I’ve heard all the arguments. “The Mac is a toy.” “PC’s crash all the time.” Take your pick, because you can find plenty of people out there willing to scream that their favorite system is the best, and the other system is garbage.

The latest round of Mac ads certainly don’t help, and I cringe every time I see them. Yes, they’re clever. Yes, they sell computers. But are they accurate? In my opinion they’re not even close to the truth. Apple, as well as most of the Mac evangelists, are still making arguments against Windows 98. Sure, they talk about Vista in the ads, but if you want to discuss stability and security, it’s difficult to deny that Windows has improved considerably.

I’ve been running Windows servers for over 10 years, going all the way back to Windows NT. The platform has been remarkably stable. Have I seen blue screens – certainly I have, but they have been few and far between. I have Windows servers which have run for years without anything other than a reboot for updates. At the same time, I’ve also seen plenty of my Macs crash – perhaps even more frequently than our PCs. I’ve heard the argument that the reason our Macs crash is because they’re working harder than our PCs. It’s not easy pushing around all those graphics files. No, it’s not, but by the same token it’s not easy doing what an Exchange server does – and they don’t crash. Earlier versions of Windows have been full of security holes, but here’s an interesting article on Mac security which appeared today –

Even in writing this, and attempting to defend one platform, I find myself falling into the trap of bashing the other. That’s not my intent, but it’s nearly impossible to avoid the trap. The Mac has proven to be a superior machine for working in a graphics intensive environment. I’ve seen the benchmarks, and these machines truly are tuned for doing what they do best. I would not even begin to entertain the thought of switching.
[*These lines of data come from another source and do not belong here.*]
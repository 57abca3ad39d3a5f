//! Core calculator logic and its supporting abstractions

pub mod analytics;
pub mod config;
pub mod dates;
pub mod input;
pub mod kv;
pub mod log;
pub mod money;
pub mod persistence;

// Re-export main types for cleaner imports
pub use analytics::{CalculatorOutput, GainFigures, Signal, compute};
pub use input::{CalculatorInput, FlowTiming, FormFields};
pub use kv::KeyValueCollection;
pub use persistence::{LoadOutcome, PersistenceAdapter, SavedRecord};
use crate::core::config::AppConfig;
use anyhow::{Context, Result};
use std::path::Path;

/// Writes the commented default config to the platform config directory.
pub fn setup() -> Result<()> {
    let path = AppConfig::default_config_path()?;
    setup_at_path(path)
}

/// Writes the commented default config to `path`. Refuses to overwrite.
pub fn setup_at_path<P: AsRef<Path>>(path: P) -> Result<()> {
    let path = path.as_ref();

    if path.exists() {
        anyhow::bail!("Configuration file already exists at {}", path.display());
    }

    if let Some(parent) = path.parent() {
        std::fs::create_dir_all(parent)
            .with_context(|| format!("Failed to create directory: {}", parent.display()))?;
    }

    let default_config = include_str!("../../docs/example_config.yaml");

    std::fs::write(path, default_config)
        .with_context(|| format!("Failed to write config file to {}", path.display()))?;

    tracing::info!("Created default configuration at {}", path.display());
    Ok(())
}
I buy Macs. I buy PCs. I take the attacks from both sides personally. If the Mac side is correct, then I must be foolish for purchasing PCs. If the PC side is correct, then I must be foolish for purchasing Macs. The fact of the matter is, both sides are wrong. Both platforms serve their purpose, and they serve it well. I woudn’t even compare this argument to Ford vs. Chevy. It’s more like arguing that sports cars are better than pickup trucks. They serve different purposes, and they both do their job well.

I’m sure I’ll return to this topic again and again, and I welcome your opinions no matter where you sit on the issue. I’m going to try to take the high road and avoid bashing one platform in defense of the other, but I also plan to speak openly about the shortfalls of both systems. We’ll see how it goes.